I was intially interested in the energy space earlier this summer as it felt despite what appeared to be weakening global demand with increasing supply that oil prices had been buoyed by geopolitical concerns. Well, when prices started to fall I felt smart for about a week, but when they started to crash I thought there was opportunity as once again maybe the downward volatility was the result of misplaced fears.
Yesterday crude oil made a new 52 week low, marking an almost 30% peak to trough decline from the 52 week highs made in June:
There were some obvious round numbers where technicians thought the commodity should find support, but 95 went to 90 to 85 to 80. Now there are calls for $70 oil. Today’s reversal, up 2% has caused some speculation in oil stocks, and there was an options trade in the XLE (the Energy Select etf) that caught my eye.
When the etf was $85.53, a trader bought the XLE Dec 90 / 95 / 100 Call Butterfly 10,000 by 20,000 by 10,000 to open for .63, or $630,000 in premium.
The trade breaks event at $90.63, up about 7%, with a max gain of $4.37, or $4.37 million at $95, up about 11%, with gains of up to $4.37 between $95 and $99.37. Max loss of .63 below 90 and above 100.
So with the break-even so far out of the money, its easy to call this sort of trade strucutre speculative. The trader was ovbiously looking to risk as little as possible but define a wide range to the upside where the trade could be profitable to the tune of a multiple of what was risked (close to 7 to 1 at max gain).
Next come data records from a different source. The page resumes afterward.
use async_graphql::*;
use chrono::{DateTime, Utc};
use uuid::Uuid;

use rootsignal_domains::findings::InvestigationStep;

#[derive(SimpleObject, Clone)]
pub struct GqlInvestigationStep {
    pub id: Uuid,
    pub investigation_id: Uuid,
    pub step_number: i32,
    pub tool_name: String,
    pub input: serde_json::Value,
    pub output: serde_json::Value,
    pub page_snapshot_id: Option<Uuid>,
    pub created_at: DateTime<Utc>,
}

impl From<InvestigationStep> for GqlInvestigationStep {
    fn from(s: InvestigationStep) -> Self {
        Self {
            id: s.id,
            investigation_id: s.investigation_id,
            step_number: s.step_number,
            tool_name: s.tool_name,
            input: s.input,
            output: s.output,
            page_snapshot_id: s.page_snapshot_id,
            created_at: s.created_at,
        }
    }
}
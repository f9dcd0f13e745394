//! Scrape-Store-Dedup pipeline stage.
//!
//! Extracted from `scout.rs` — handles URL resolution, page/social scraping,
//! LLM extraction, signal storage, and multi-layer deduplication.
//! Used by both Phase A (tension sources) and Phase B (response sources).

use std::collections::{HashMap, HashSet};
use std::future::Future;
use std::pin::Pin;
use std::sync::Arc;

use anyhow::Result;
use chrono::{DateTime, Utc};
use futures::stream::{self, StreamExt};
use tracing::{info, warn};
use uuid::Uuid;

use crate::domains::enrichment::activities::link_promoter::{self, CollectedLink};
use crate::domains::enrichment::activities::quality;
use crate::infra::embedder::TextEmbedder;
use crate::infra::run_log::{EventKind, EventLogger, RunLogger};
use crate::infra::util::{content_hash, sanitize_url};
use crate::core::events::{PipelineEvent, ScoutEvent};
use crate::core::extractor::{ResourceTag, SignalExtractor};
use crate::core::aggregate::ExtractedBatch;
use rootsignal_common::{
    canonical_value, is_web_query, scraping_strategy, ActorContext, DiscoveryMethod, Node,
    NodeType, Post, ScoutScope, ScrapingStrategy, SocialPlatform, SourceNode, SourceRole,
};
pub(crate) use crate::core::aggregate::PipelineState as RunContext;
use rootsignal_common::events::SystemEvent;

// RunContext retired — use PipelineState from crate::core::aggregate instead.

// ---------------------------------------------------------------------------
// ScrapeOutput — accumulated output from a scrape phase
// ---------------------------------------------------------------------------

/// Accumulated output from a scrape phase (web, social, or topic discovery).
/// Replaces direct mutations to PipelineState during scraping.
pub struct ScrapeOutput {
    /// Events to emit (SignalsExtracted, FreshnessConfirmed, etc.)
    pub events: Vec<ScoutEvent>,
    /// New URL→canonical_key mappings discovered during this scrape.
    pub url_mappings: HashMap<String, String>,
    /// Per-source signal counts (canonical_key → count).
    pub source_signal_counts: HashMap<String, u32>,
    /// Canonical keys where the query API errored.
    pub query_api_errors: HashSet<String>,
    /// RSS/Atom pub_dates keyed by article URL.
    pub pub_dates: HashMap<String, DateTime<Utc>>,
    /// Links collected during scraping for promotion.
    pub collected_links: Vec<CollectedLink>,
    /// Expansion queries extracted from signals.
    pub expansion_queries: Vec<String>,
    /// Direct stat mutations not tracked through events.
    pub stats_delta: StatsDelta,
}

/// Direct stat mutations accumulated during scraping.
#[derive(Default)]
pub struct StatsDelta {
    pub social_media_posts: u32,
    pub discovery_posts_found: u32,
    pub discovery_accounts_found: u32,
}

impl ScrapeOutput {
    pub fn new() -> Self {
        Self {
            events: Vec::new(),
            url_mappings: HashMap::new(),
            source_signal_counts: HashMap::new(),
            query_api_errors: HashSet::new(),
            pub_dates: HashMap::new(),
            collected_links: Vec::new(),
            expansion_queries: Vec::new(),
            stats_delta: StatsDelta::default(),
        }
    }

    /// Take events out, leaving the state-update portion.
    pub fn take_events(&mut self) -> Vec<ScoutEvent> {
        std::mem::take(&mut self.events)
    }

    /// Merge another ScrapeOutput into this one.
    pub fn merge(&mut self, other: ScrapeOutput) {
        self.events.extend(other.events);
        self.url_mappings.extend(other.url_mappings);
        for (k, v) in other.source_signal_counts {
            *self.source_signal_counts.entry(k).or_default() += v;
        }
        self.query_api_errors.extend(other.query_api_errors);
        self.pub_dates.extend(other.pub_dates);
        self.collected_links.extend(other.collected_links);
        self.expansion_queries.extend(other.expansion_queries);
        self.stats_delta.social_media_posts += other.stats_delta.social_media_posts;
        self.stats_delta.discovery_posts_found += other.stats_delta.discovery_posts_found;
        self.stats_delta.discovery_accounts_found += other.stats_delta.discovery_accounts_found;
    }
}

pub(crate) use crate::core::embedding_cache::EmbeddingCache;

// ---------------------------------------------------------------------------
// ScrapeOutcome + helpers
// ---------------------------------------------------------------------------

enum ScrapeOutcome {
    New {
        content: String,
        nodes: Vec<Node>,
        resource_tags: Vec<(Uuid, Vec<ResourceTag>)>,
        signal_tags: Vec<(Uuid, Vec<String>)>,
        author_actors: HashMap<Uuid, String>,
    },
    Unchanged,
    Failed,
}

pub(crate) use crate::domains::signals::activities::dedup_utils::{
    batch_title_dedup, dedup_verdict, is_owned_source, normalize_title, score_and_filter,
    DedupVerdict,
};

// ---------------------------------------------------------------------------
// ScrapePhase — the core scrape-extract-store-dedup pipeline
// ---------------------------------------------------------------------------

pub(crate) struct ScrapePhase {
    store: Arc<dyn crate::traits::SignalReader>,
    extractor: Arc<dyn SignalExtractor>,
    embedder: Arc<dyn TextEmbedder>,
    fetcher: Arc<dyn crate::traits::ContentFetcher>,
    region: ScoutScope,
    run_id: String,
}
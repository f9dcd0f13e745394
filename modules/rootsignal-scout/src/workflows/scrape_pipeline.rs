//! ScrapePipeline — one dispatch, handler chain.
//!
//! `dispatch_pipeline()` dispatches `EngineStarted` and the seesaw handler chain
//! drives the entire scout run through phase lifecycle events.

use std::sync::atomic::AtomicBool;
use std::sync::Arc;

use anyhow::Result;
use sqlx::PgPool;
use tracing::warn;

use crate::domains::lifecycle::events::LifecycleEvent;
use crate::core::engine::{build_engine, ScoutEngine, ScoutEngineDeps};
use crate::traits::{ContentFetcher, SignalReader};

use rootsignal_common::ScoutScope;
use rootsignal_events::EventStore;
use rootsignal_graph::{GraphClient, GraphProjector, GraphStore};

use rootsignal_archive::Archive;

use crate::store::event_sourced::EventSourcedReader;

use crate::infra::embedder::TextEmbedder;
use crate::infra::run_log::{EventKind, EventLogger, RunLogger};
use crate::core::extractor::SignalExtractor;
use crate::core::stats::ScoutStats;
use crate::domains::scheduling::activities::budget::BudgetTracker;

/// Bundles the shared dependencies for the scrape pipeline.
pub struct ScrapePipeline {
    budget: Arc<BudgetTracker>,
    run_id: String,
    region_name: String,
    pg_pool: PgPool,
    engine: Arc<ScoutEngine>,
}

impl ScrapePipeline {
    pub fn new(
        graph: GraphStore,
        graph_client: GraphClient,
        event_store: EventStore,
        extractor: Arc<dyn SignalExtractor>,
        embedder: Arc<dyn TextEmbedder>,
        archive: Arc<Archive>,
        anthropic_api_key: String,
        region: ScoutScope,
        budget: Arc<BudgetTracker>,
        cancelled: Arc<AtomicBool>,
        run_id: String,
        pg_pool: PgPool,
    ) -> Self {
        let store = Arc::new(EventSourcedReader::new(graph));
        let engine_projector = GraphProjector::new(graph_client.clone());
        let mut deps = ScoutEngineDeps::new(
            store as Arc<dyn SignalReader>,
            embedder,
            run_id.clone(),
        );
        deps.region = Some(region.clone());
        deps.fetcher = Some(archive as Arc<dyn ContentFetcher>);
        deps.anthropic_api_key = Some(anthropic_api_key);
        deps.graph_client = Some(graph_client);
        deps.extractor = Some(extractor);
        deps.graph_projector = Some(engine_projector);
        deps.event_store = Some(event_store);
        deps.budget = Some(budget.clone());
        deps.cancelled = Some(cancelled);
        deps.pg_pool = Some(pg_pool.clone());
        let engine = Arc::new(build_engine(deps));
        Self {
            budget,
            run_id,
            region_name: region.name,
            pg_pool,
            engine,
        }
    }

    /// Run all phases via a single `EngineStarted` emit.
    ///
    /// The handler chain drives the entire run:
    /// EngineStarted → bootstrap + reap → schedule → tension_scrape →
    /// link_promotion + mid_run → response_scrape → link_promotion +
    /// actor_location + post_scrape → metrics → expansion →
    /// link_promotion + finalize → RunCompleted
    pub async fn dispatch_pipeline(self) -> Result<ScoutStats> {
        self.engine
            .emit(LifecycleEvent::EngineStarted {
                run_id: self.run_id.clone(),
            })
            .settled()
            .await?;

        // Save run stats
        let run_log = RunLogger::new(
            self.run_id.clone(),
            self.region_name.clone(),
            self.pg_pool.clone(),
        )
        .await;
        run_log.log(EventKind::BudgetCheckpoint {
            spent_cents: self.budget.total_spent(),
            remaining_cents: self.budget.remaining(),
        });
        let stats = self.engine.deps().state.read().await.stats.clone();
        if let Err(e) = run_log.save_stats(&self.pg_pool, &stats).await {
            warn!(error = %e, "Failed to save scout run log");
        }

        Ok(stats)
    }
}
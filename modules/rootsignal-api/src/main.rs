use std::collections::HashMap;
use std::net::IpAddr;
use std::sync::Arc;
use std::sync::atomic::AtomicBool;
use std::time::Instant;

use anyhow::Result;
use async_graphql_axum::{GraphQLRequest, GraphQLResponse};
use axum::{
    extract::State,
    http::{header, HeaderValue, Method},
    response::Html,
    routing::{get, post},
    Router,
};
use tokio::sync::Mutex;
use tower_http::set_header::SetResponseHeaderLayer;
use tracing::info;
use tracing_subscriber::EnvFilter;

use rootsignal_common::Config;
use rootsignal_graph::{GraphClient, GraphWriter, PublicGraphReader};
use twilio::TwilioService;

mod auth;
mod components;
mod graphql;
mod pages;
mod rest;
mod templates;

use graphql::{build_schema, ApiSchema};

pub struct AppState {
    pub schema: ApiSchema,
    pub reader: PublicGraphReader,
    pub writer: GraphWriter,
    pub graph_client: GraphClient,
    pub config: Config,
    pub twilio: Option<TwilioService>,
    pub city: String,
    pub rate_limiter: Mutex<HashMap<IpAddr, Vec<Instant>>>,
    pub scout_cancel: Arc<AtomicBool>,
}

async fn graphql_handler(
    State(state): State<Arc<AppState>>,
    req: GraphQLRequest,
) -> GraphQLResponse {
    state.schema.execute(req.into_inner()).await.into()
}

async fn graphiql() -> impl axum::response::IntoResponse {
    if cfg!(debug_assertions) {
        Html(async_graphql::http::GraphiQLSource::build().endpoint("/graphql").finish())
            .into_response()
    } else {
        axum::http::StatusCode::NOT_FOUND.into_response()
    }
}

use axum::response::IntoResponse;

#[tokio::main]
async fn main() -> Result<()> {
    tracing_subscriber::fmt()
        .with_env_filter(EnvFilter::from_default_env().add_directive("rootsignal=info".parse()?))
        .init();

    let config = Config::web_from_env();
    config.log_redacted();

    let client =
        GraphClient::connect(&config.neo4j_uri, &config.neo4j_user, &config.neo4j_password)
            .await?;

    rootsignal_graph::migrate::migrate(&client)
        .await
        .map_err(|e| anyhow::anyhow!("Migration failed: {e}"))?;

    let reader = Arc::new(PublicGraphReader::new(client.clone()));
    let schema = build_schema(reader.clone());

    let host = std::env::var("API_HOST").unwrap_or_else(|_| config.web_host.clone());
    let port = std::env::var("API_PORT")
        .or_else(|_| std::env::var("PORT"))
        .unwrap_or_else(|_| config.web_port.to_string());

    // Clone client for the scout interval (before moving into AppState)
    let scout_client = client.clone();

    let twilio = if !config.twilio_account_sid.is_empty() {
        Some(TwilioService::new(twilio::TwilioOptions {
            account_sid: config.twilio_account_sid.clone(),
            auth_token: config.twilio_auth_token.clone(),
            service_id: config.twilio_service_id.clone(),
        }))
    } else {
        None
    };

    let state = Arc::new(AppState {
        schema,
        reader: PublicGraphReader::new(client.clone()),
        writer: GraphWriter::new(client.clone()),
        graph_client: client,
        config: config.clone(),
        twilio,
        city: config.city.clone(),
        rate_limiter: Mutex::new(HashMap::new()),
        scout_cancel: Arc::new(AtomicBool::new(false)),
    });

    let app = Router::new()
        // GraphQL
        .route("/graphql", get(graphiql).post(graphql_handler))
        // Health check
        .route("/", get(|| async { "ok" }))
        // Auth (no session required)
        .route("/admin/login", get(pages::login_page).post(pages::login_submit))
        .route("/admin/verify", post(pages::verify_submit))
        .route("/admin/logout", get(pages::logout))
        // Admin pages (session required via AdminSession extractor)
        .route("/admin", get(pages::map_page))
        .route("/admin/nodes", get(pages::nodes_page))
        .route("/admin/nodes/{id}", get(pages::node_detail_page))
        .route("/admin/stories", get(pages::stories_page))
        .route("/admin/stories/{id}", get(pages::story_detail_page))
        .route("/admin/cities", get(pages::cities_page).post(pages::create_city))
        .route("/admin/cities/{slug}", get(pages::city_detail_page))
        .route("/admin/cities/{slug}/scout", post(pages::run_city_scout))
        .route("/admin/cities/{slug}/scout/stop", post(pages::stop_city_scout))
        .route("/admin/cities/{slug}/scout/reset", post(pages::reset_scout_lock))
        .route("/admin/quality", get(pages::quality_dashboard))
        .route("/admin/dashboard", get(pages::dashboard_page))
        .route("/admin/actors", get(pages::actors_page))
        .route("/admin/actors/{id}", get(pages::actor_detail_page))
        .route("/admin/editions", get(pages::editions_page))
        .route("/admin/editions/{id}", get(pages::edition_detail_page))
        // REST API
        .route("/api/nodes/near", get(rest::api_nodes_near))
        .route("/api/stories", get(rest::api_stories))
        .route("/api/stories/{id}", get(rest::api_story_detail))
        .route("/api/stories/{id}/signals", get(rest::api_story_signals))
        .route("/api/stories/{id}/actors", get(rest::api_story_actors))
        .route("/api/stories/category/{category}", get(rest::api_stories_by_category))
        .route("/api/stories/arc/{arc}", get(rest::api_stories_by_arc))
        .route("/api/signals", get(rest::api_signals))
        .route("/api/signals/{id}", get(rest::api_signal_detail))
        .route("/api/actors", get(rest::api_actors))
        .route("/api/actors/{id}", get(rest::api_actor_detail))
        .route("/api/actors/{id}/stories", get(rest::api_actor_stories))
        .route("/api/tensions/{id}/responses", get(rest::api_tension_responses))
        .route("/api/editions", get(rest::api_editions))
        .route("/api/editions/latest", get(rest::api_edition_latest))
        .route("/api/editions/{id}", get(rest::api_edition_detail))
        .route("/api/submit", post(rest::submit::api_submit))
        // Scout
        .route("/api/scout/run", post(rest::scout::scout_run_handler))
        .route("/api/scout/status", get(rest::scout::scout_status))
        .with_state(state)
        // CORS: restrict to known origins (allow any in debug for local dev)
        .layer(if cfg!(debug_assertions) {
            tower_http::cors::CorsLayer::new()
                .allow_origin(tower_http::cors::Any)
                .allow_methods([Method::GET, Method::POST])
                .allow_headers([header::CONTENT_TYPE])
        } else {
            let origins: Vec<HeaderValue> = std::env::var("CORS_ORIGINS")
                .unwrap_or_else(|_| "https://rootsignal.app".to_string())
                .split(',')
                .filter_map(|s| s.trim().parse().ok())
                .collect();
            tower_http::cors::CorsLayer::new()
                .allow_origin(origins)
                .allow_methods([Method::GET, Method::POST])
                .allow_headers([header::CONTENT_TYPE])
        })
        // Security headers
        .layer(SetResponseHeaderLayer::overriding(
            header::HeaderName::from_static("x-frame-options"),
            HeaderValue::from_static("DENY"),
        ))
        .layer(SetResponseHeaderLayer::overriding(
            header::HeaderName::from_static("x-content-type-options"),
            HeaderValue::from_static("nosniff"),
        ))
        .layer(SetResponseHeaderLayer::overriding(
            header::HeaderName::from_static("content-security-policy"),
            HeaderValue::from_static("default-src 'self'; script-src 'self' 'unsafe-inline' https://cdn.tailwindcss.com https://cdn.jsdelivr.net https://static.cloudflareinsights.com; style-src 'self' 'unsafe-inline'; img-src 'self' data: https:; connect-src 'self'"),
        ))
        .layer(SetResponseHeaderLayer::overriding(
            header::HeaderName::from_static("strict-transport-security"),
            HeaderValue::from_static("max-age=63072000; includeSubDomains"),
        ))
        // Privacy headers: no caching, no tracking
        .layer(SetResponseHeaderLayer::overriding(
            header::CACHE_CONTROL,
            HeaderValue::from_static("no-store"),
        ))
        .layer(SetResponseHeaderLayer::overriding(
            header::PRAGMA,
            HeaderValue::from_static("no-cache"),
        ))
        // Logging layer: method + path + status + latency only (no query params, no IP)
        .layer(
            tower_http::trace::TraceLayer::new_for_http()
                .make_span_with(|request: &axum::http::Request<_>| {
                    tracing::info_span!(
                        "http_request",
                        method = %request.method(),
                        path = %request.uri().path(),
                    )
                }),
        );

    // Start scout interval loop if configured
    let scout_interval: u64 = std::env::var("SCOUT_INTERVAL_HOURS")
        .ok()
        .and_then(|v| v.parse().ok())
        .unwrap_or(0);
    if scout_interval > 0
        && !config.anthropic_api_key.is_empty()
        && !config.voyage_api_key.is_empty()
        && !config.tavily_api_key.is_empty()
    {
        rest::scout::start_scout_interval(
            scout_client,
            config.clone(),
            scout_interval,
        );
    } else if scout_interval > 0 {
        info!("SCOUT_INTERVAL_HOURS={scout_interval} but API keys not set â€” scout interval disabled");
    }

    let addr = format!("{host}:{port}");
    info!("Root Signal API starting on {addr}");
    info!("GraphiQL IDE available at http://{addr}/graphql");

    let listener = tokio::net::TcpListener::bind(&addr).await?;
    axum::serve(
        listener,
        app.into_make_service_with_connect_info::<std::net::SocketAddr>(),
    )
    .await?;

    Ok(())
}
//! Restate durable workflow for a full scout run.
//!
//! One `engine.emit(EngineStarted).settled()` drives the entire run:
//! reap → schedule → scrape → enrichment → synthesis → situation weaving →
//! supervisor → finalize → RunCompleted.

use std::sync::Arc;

use restate_sdk::prelude::*;
use tracing::info;

use crate::domains::lifecycle::events::LifecycleEvent;

use super::types::*;
use super::ScoutDeps;

#[restate_sdk::workflow]
#[name = "FullScoutRunWorkflow"]
pub trait FullScoutRunWorkflow {
    async fn run(req: TaskRequest) -> Result<FullRunResult, HandlerError>;
    #[shared]
    async fn get_status(req: EmptyRequest) -> Result<String, HandlerError>;
}

pub struct FullScoutRunWorkflowImpl {
    deps: Arc<ScoutDeps>,
}

impl FullScoutRunWorkflowImpl {
    pub fn with_deps(deps: Arc<ScoutDeps>) -> Self {
        Self { deps }
    }
}

impl FullScoutRunWorkflow for FullScoutRunWorkflowImpl {
    async fn run(
        &self,
        ctx: WorkflowContext<'_>,
        req: TaskRequest,
    ) -> Result<FullRunResult, HandlerError> {
        let task_id = req.task_id.clone();
        let scope = req.scope.clone();
        let run_id = uuid::Uuid::new_v4().to_string();

        ctx.set("status", "Running full scout...".to_string());

        let deps = self.deps.clone();
        let result = match ctx
            .run(|| async {
                let engine = deps.build_full_engine(&scope, &run_id, 0);
                engine
                    .emit(LifecycleEvent::EngineStarted {
                        run_id: run_id.clone(),
                    })
                    .settled()
                    .await
                    .map_err(|e| -> HandlerError { TerminalError::new(e.to_string()).into() })?;

                let state = engine.deps().state.read().await;
                let stats = state.stats.clone();
                Ok(FullRunResult {
                    sources_created: stats.sources_discovered,
                    urls_scraped: stats.urls_scraped,
                    signals_stored: stats.signals_stored,
                    issues_found: 0,
                })
            })
            .await
        {
            Ok(v) => v,
            Err(e) => {
                super::write_task_phase_status(&self.deps, &task_id, "idle").await;
                return Err(e.into());
            }
        };

        super::write_task_phase_status(&self.deps, &task_id, "complete").await;

        ctx.set("status", WorkflowPhase::Complete.to_string());
        info!("FullScoutRunWorkflow complete");

        Ok(result)
    }

    async fn get_status(
        &self,
        ctx: SharedWorkflowContext<'_>,
        _req: EmptyRequest,
    ) -> Result<String, HandlerError> {
        super::read_workflow_status(&ctx).await
    }
}
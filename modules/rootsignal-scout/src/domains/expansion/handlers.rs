//! Seesaw handlers for the expansion domain.

use std::sync::Arc;

use seesaw_core::{events, on, Context, Events, Handler};
use tracing::info;

use rootsignal_graph::GraphWriter;

use crate::core::engine::ScoutEngineDeps;
use crate::core::events::PipelinePhase;
use crate::domains::lifecycle::events::LifecycleEvent;
use crate::pipeline::expansion::Expansion;
use crate::pipeline::scrape_phase::ScrapePhase;

/// MetricsCompleted → signal expansion + end-of-run discovery, emit PhaseCompleted(Expansion).
pub fn expansion_handler() -> Handler<ScoutEngineDeps> {
    on::<LifecycleEvent>()
        .id("expansion:expand")
        .filter(|e: &LifecycleEvent| {
            matches!(e, LifecycleEvent::MetricsCompleted)
        })
        .then(
            |_event: Arc<LifecycleEvent>, ctx: Context<ScoutEngineDeps>| async move {
                let deps = ctx.deps();

                // Requires region + graph_client + budget — skip in tests
                let (region, graph_client, budget) = match (
                    deps.region.as_ref(),
                    deps.graph_client.as_ref(),
                    deps.budget.as_ref(),
                ) {
                    (Some(r), Some(g), Some(b)) => (r, g, b),
                    _ => {
                        return Ok(events![LifecycleEvent::PhaseCompleted {
                            phase: PipelinePhase::Expansion,
                        }]);
                    }
                };
                let writer = GraphWriter::new(graph_client.clone());

                let run_log = match deps.pg_pool.as_ref() {
                    Some(pool) => {
                        crate::infra::run_log::RunLogger::new(
                            deps.run_id.clone(),
                            region.name.clone(),
                            pool.clone(),
                        )
                        .await
                    }
                    None => crate::infra::run_log::RunLogger::noop(),
                };

                let mut state = std::mem::take(&mut *deps.state.write().await);

                // Signal expansion — create sources from implied queries
                let expansion = Expansion::new(&writer, &*deps.embedder, &region.name);
                let expansion_sources = expansion.run(&mut state, &run_log).await;

                let mut collected_events = Vec::new();
                if !expansion_sources.is_empty() {
                    collected_events.extend(ScrapePhase::register_sources_events(
                        expansion_sources,
                        "signal_expansion",
                    ));
                }

                // End-of-run discovery
                let end_discoverer = crate::discovery::source_finder::SourceFinder::new(
                    &writer,
                    &region.name,
                    &region.name,
                    deps.anthropic_api_key.as_deref(),
                    budget,
                )
                .with_embedder(&*deps.embedder);
                let (end_stats, end_social_topics, end_sources) = end_discoverer.run().await;
                if !end_sources.is_empty() {
                    collected_events.extend(ScrapePhase::register_sources_events(
                        end_sources,
                        "source_finder",
                    ));
                }
                if end_stats.actor_sources + end_stats.gap_sources > 0 {
                    info!("{end_stats}");
                }

                // End-of-run topic discovery
                if !end_social_topics.is_empty() {
                    info!(
                        count = end_social_topics.len(),
                        "Consuming end-of-run social topics"
                    );
                    let phase = ScrapePhase::new(
                        deps.store.clone(),
                        deps.extractor.as_ref().expect("extractor set").clone(),
                        deps.embedder.clone(),
                        deps.fetcher.as_ref().expect("fetcher set").clone(),
                        region.clone(),
                        deps.run_id.clone(),
                    );
                    let topic_events = phase
                        .discover_from_topics(&end_social_topics, &mut state, &run_log)
                        .await;
                    collected_events.extend(topic_events);
                }

                // Put state back
                *deps.state.write().await = state;

                Ok(Events::batch(collected_events).add(LifecycleEvent::PhaseCompleted {
                    phase: PipelinePhase::Expansion,
                }))
            },
        )
}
So why a call butterfly? The trader bought one of the 90s and sold 2 of the 95s and one of the 100s. The reason one would do this would be to take advantage of elevated options prices and help offset any decline in extrinsic premium decay in the 90 strike that he is long.
So to sum up, XLE implied volatility, while in a bit from the 52 week highs that was more than a three fold increase from the recent 52 week lows in Sept, is still elevated and that those looking to make directional bets should continue to look for strategies that look to offset potential decay.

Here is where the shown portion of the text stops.